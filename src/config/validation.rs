use crate::config::types::{Config, CrawlConfig, GitHubConfig, OutputConfig, RetryConfig};
use crate::ConfigError;
use url::Url;

/// Validates the entire configuration
pub fn validate(config: &Config) -> Result<(), ConfigError> {
    validate_github_config(&config.github)?;
    validate_crawl_config(&config.crawl)?;
    validate_retry_config("retry.search", &config.retry.search)?;
    validate_retry_config("retry.api", &config.retry.api)?;
    validate_output_config(&config.output)?;
    Ok(())
}

/// Validates GitHub endpoint configuration
fn validate_github_config(config: &GitHubConfig) -> Result<(), ConfigError> {
    validate_base_url("api-url", &config.api_url)?;
    validate_base_url("raw-url", &config.raw_url)?;

    if config.user_agent.trim().is_empty() {
        return Err(ConfigError::Validation(
            "user-agent cannot be empty".to_string(),
        ));
    }

    Ok(())
}

fn validate_base_url(field: &str, value: &str) -> Result<(), ConfigError> {
    let url = Url::parse(value)
        .map_err(|e| ConfigError::InvalidUrl(format!("Invalid {} '{}': {}", field, value, e)))?;

    if url.scheme() != "https" && url.scheme() != "http" {
        return Err(ConfigError::InvalidUrl(format!(
            "{} must use http or https, got '{}'",
            field, value
        )));
    }

    Ok(())
}

/// Validates crawl configuration
fn validate_crawl_config(config: &CrawlConfig) -> Result<(), ConfigError> {
    if config.page_size < 1 || config.page_size > 100 {
        return Err(ConfigError::Validation(format!(
            "page-size must be between 1 and 100, got {}",
            config.page_size
        )));
    }

    if config.max_pages < 1 {
        return Err(ConfigError::Validation(format!(
            "max-pages must be >= 1, got {}",
            config.max_pages
        )));
    }

    if config.checkpoint_every < 1 {
        return Err(ConfigError::Validation(format!(
            "checkpoint-every must be >= 1, got {}",
            config.checkpoint_every
        )));
    }

    if config.default_branch.trim().is_empty() {
        return Err(ConfigError::Validation(
            "default-branch cannot be empty".to_string(),
        ));
    }

    if let Some(queries) = &config.queries {
        if queries.is_empty() {
            return Err(ConfigError::Validation(
                "queries must contain at least one entry when set".to_string(),
            ));
        }
        if let Some(blank) = queries.iter().position(|q| q.trim().is_empty()) {
            return Err(ConfigError::Validation(format!(
                "queries[{}] cannot be empty",
                blank
            )));
        }
    }

    Ok(())
}

/// Validates one retry policy
fn validate_retry_config(section: &str, config: &RetryConfig) -> Result<(), ConfigError> {
    if config.max_attempts < 1 {
        return Err(ConfigError::Validation(format!(
            "{}.max-attempts must be >= 1, got {}",
            section, config.max_attempts
        )));
    }

    if config.max_delay_ms < config.initial_delay_ms {
        return Err(ConfigError::Validation(format!(
            "{}.max-delay-ms ({}) must be >= initial-delay-ms ({})",
            section, config.max_delay_ms, config.initial_delay_ms
        )));
    }

    if !config.backoff_multiplier.is_finite() || config.backoff_multiplier < 1.0 {
        return Err(ConfigError::Validation(format!(
            "{}.backoff-multiplier must be a finite number >= 1.0, got {}",
            section, config.backoff_multiplier
        )));
    }

    Ok(())
}

/// Validates output configuration
fn validate_output_config(config: &OutputConfig) -> Result<(), ConfigError> {
    if config.data_dir.as_os_str().is_empty() {
        return Err(ConfigError::Validation(
            "data-dir cannot be empty".to_string(),
        ));
    }

    if config.state_file.as_os_str().is_empty() {
        return Err(ConfigError::Validation(
            "state-file cannot be empty".to_string(),
        ));
    }

    // The extension becomes part of every artifact filename
    if config.extension.is_empty()
        || !config
            .extension
            .chars()
            .all(|c| c.is_ascii_alphanumeric())
    {
        return Err(ConfigError::Validation(format!(
            "extension must be non-empty and alphanumeric, got '{}'",
            config.extension
        )));
    }

    Ok(())
}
━━━━━━━━━━
● **Work task**
Retype the records above from the very first line down to the line with "GitHub endpoint configuration", keeping both of those lines. Include nothing beyond them.

● **Task response**
filename src/config/validation.rs
use crate::config::types::{Config, CrawlConfig, GitHubConfig, OutputConfig, RetryConfig};
use crate::ConfigError;
use url::Url;

/// Validates the entire configuration
pub fn validate(config: &Config) -> Result<(), ConfigError> {
    validate_github_config(&config.github)?;
    validate_crawl_config(&config.crawl)?;
    validate_retry_config("retry.search", &config.retry.search)?;
    validate_retry_config("retry.api", &config.retry.api)?;
    validate_output_config(&config.output)?;
    Ok(())
}

/// Validates GitHub endpoint configuration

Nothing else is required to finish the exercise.